**Record extracts**
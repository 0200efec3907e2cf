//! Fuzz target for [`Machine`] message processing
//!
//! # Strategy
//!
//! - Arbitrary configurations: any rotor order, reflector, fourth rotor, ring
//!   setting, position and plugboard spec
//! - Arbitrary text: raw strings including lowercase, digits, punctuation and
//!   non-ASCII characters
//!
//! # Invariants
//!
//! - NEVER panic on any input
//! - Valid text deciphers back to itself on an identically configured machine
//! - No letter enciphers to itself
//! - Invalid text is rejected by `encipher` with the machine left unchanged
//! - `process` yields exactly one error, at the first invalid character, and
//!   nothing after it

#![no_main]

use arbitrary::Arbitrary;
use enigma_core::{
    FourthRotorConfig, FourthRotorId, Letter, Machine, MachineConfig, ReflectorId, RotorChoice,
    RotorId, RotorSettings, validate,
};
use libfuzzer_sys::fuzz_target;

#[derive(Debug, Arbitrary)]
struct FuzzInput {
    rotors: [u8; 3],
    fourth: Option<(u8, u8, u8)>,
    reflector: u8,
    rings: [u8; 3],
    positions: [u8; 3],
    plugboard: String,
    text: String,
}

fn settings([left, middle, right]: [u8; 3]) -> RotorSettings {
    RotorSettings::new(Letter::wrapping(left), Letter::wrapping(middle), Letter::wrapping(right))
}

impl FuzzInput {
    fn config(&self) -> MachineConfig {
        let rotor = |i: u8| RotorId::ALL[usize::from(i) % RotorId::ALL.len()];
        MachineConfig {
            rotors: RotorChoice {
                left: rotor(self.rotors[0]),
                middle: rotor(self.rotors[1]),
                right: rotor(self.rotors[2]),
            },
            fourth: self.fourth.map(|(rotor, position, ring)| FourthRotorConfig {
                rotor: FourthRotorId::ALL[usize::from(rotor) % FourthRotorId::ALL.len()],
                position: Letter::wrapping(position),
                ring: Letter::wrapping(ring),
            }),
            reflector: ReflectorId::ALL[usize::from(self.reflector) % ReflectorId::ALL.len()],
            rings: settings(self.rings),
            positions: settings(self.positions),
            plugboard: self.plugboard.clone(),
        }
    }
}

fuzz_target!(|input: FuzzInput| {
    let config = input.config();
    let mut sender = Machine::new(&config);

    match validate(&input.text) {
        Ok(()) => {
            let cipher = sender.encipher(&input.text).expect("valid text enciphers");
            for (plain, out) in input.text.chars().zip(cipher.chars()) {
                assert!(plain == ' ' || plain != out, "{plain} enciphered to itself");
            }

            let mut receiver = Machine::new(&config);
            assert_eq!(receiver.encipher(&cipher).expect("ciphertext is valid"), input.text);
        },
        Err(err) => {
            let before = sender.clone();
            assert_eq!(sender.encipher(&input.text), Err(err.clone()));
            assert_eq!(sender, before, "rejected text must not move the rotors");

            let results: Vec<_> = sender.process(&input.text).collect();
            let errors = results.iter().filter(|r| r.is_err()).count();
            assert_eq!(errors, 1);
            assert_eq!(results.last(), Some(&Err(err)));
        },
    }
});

**Problem requirements**
Copy every line of the listing above exactly.

**Result of the exercise**
repository 0200efec3907e2cf
//! Fuzz target for [`Machine`] message processing
//!
//! # Strategy
//!
//! - Arbitrary configurations: any rotor order, reflector, fourth rotor, ring
//!   setting, position and plugboard spec
//! - Arbitrary text: raw strings including lowercase, digits, punctuation and
//!   non-ASCII characters
//!
//! # Invariants
//!
//! - NEVER panic on any input
//! - Valid text deciphers back to itself on an identically configured machine
//! - No letter enciphers to itself
//! - Invalid text is rejected by `encipher` with the machine left unchanged
//! - `process` yields exactly one error, at the first invalid character, and
//!   nothing after it

#![no_main]

use arbitrary::Arbitrary;
use enigma_core::{
    FourthRotorConfig, FourthRotorId, Letter, Machine, MachineConfig, ReflectorId, RotorChoice,
    RotorId, RotorSettings, validate,
};
use libfuzzer_sys::fuzz_target;

#[derive(Debug, Arbitrary)]
struct FuzzInput {
    rotors: [u8; 3],
    fourth: Option<(u8, u8, u8)>,
    reflector: u8,
    rings: [u8; 3],
    positions: [u8; 3],
    plugboard: String,
    text: String,
}

fn settings([left, middle, right]: [u8; 3]) -> RotorSettings {
    RotorSettings::new(Letter::wrapping(left), Letter::wrapping(middle), Letter::wrapping(right))
}

impl FuzzInput {
    fn config(&self) -> MachineConfig {
        let rotor = |i: u8| RotorId::ALL[usize::from(i) % RotorId::ALL.len()];
        MachineConfig {
            rotors: RotorChoice {
                left: rotor(self.rotors[0]),
                middle: rotor(self.rotors[1]),
                right: rotor(self.rotors[2]),
            },
            fourth: self.fourth.map(|(rotor, position, ring)| FourthRotorConfig {
                rotor: FourthRotorId::ALL[usize::from(rotor) % FourthRotorId::ALL.len()],
                position: Letter::wrapping(position),
                ring: Letter::wrapping(ring),
            }),
            reflector: ReflectorId::ALL[usize::from(self.reflector) % ReflectorId::ALL.len()],
            rings: settings(self.rings),
            positions: settings(self.positions),
            plugboard: self.plugboard.clone(),
        }
    }
}

fuzz_target!(|input: FuzzInput| {
    let config = input.config();
    let mut sender = Machine::new(&config);

    match validate(&input.text) {
        Ok(()) => {
            let cipher = sender.encipher(&input.text).expect("valid text enciphers");
            for (plain, out) in input.text.chars().zip(cipher.chars()) {
                assert!(plain == ' ' || plain != out, "{plain} enciphered to itself");
            }

            let mut receiver = Machine::new(&config);
            assert_eq!(receiver.encipher(&cipher).expect("ciphertext is valid"), input.text);
        },
        Err(err) => {
            let before = sender.clone();
            assert_eq!(sender.encipher(&input.text), Err(err.clone()));
            assert_eq!(sender, before, "rejected text must not move the rotors");

            let results: Vec<_> = sender.process(&input.text).collect();
            let errors = results.iter().filter(|r| r.is_err()).count();
            assert_eq!(errors, 1);
            assert_eq!(results.last(), Some(&Err(err)));
        },
    }
});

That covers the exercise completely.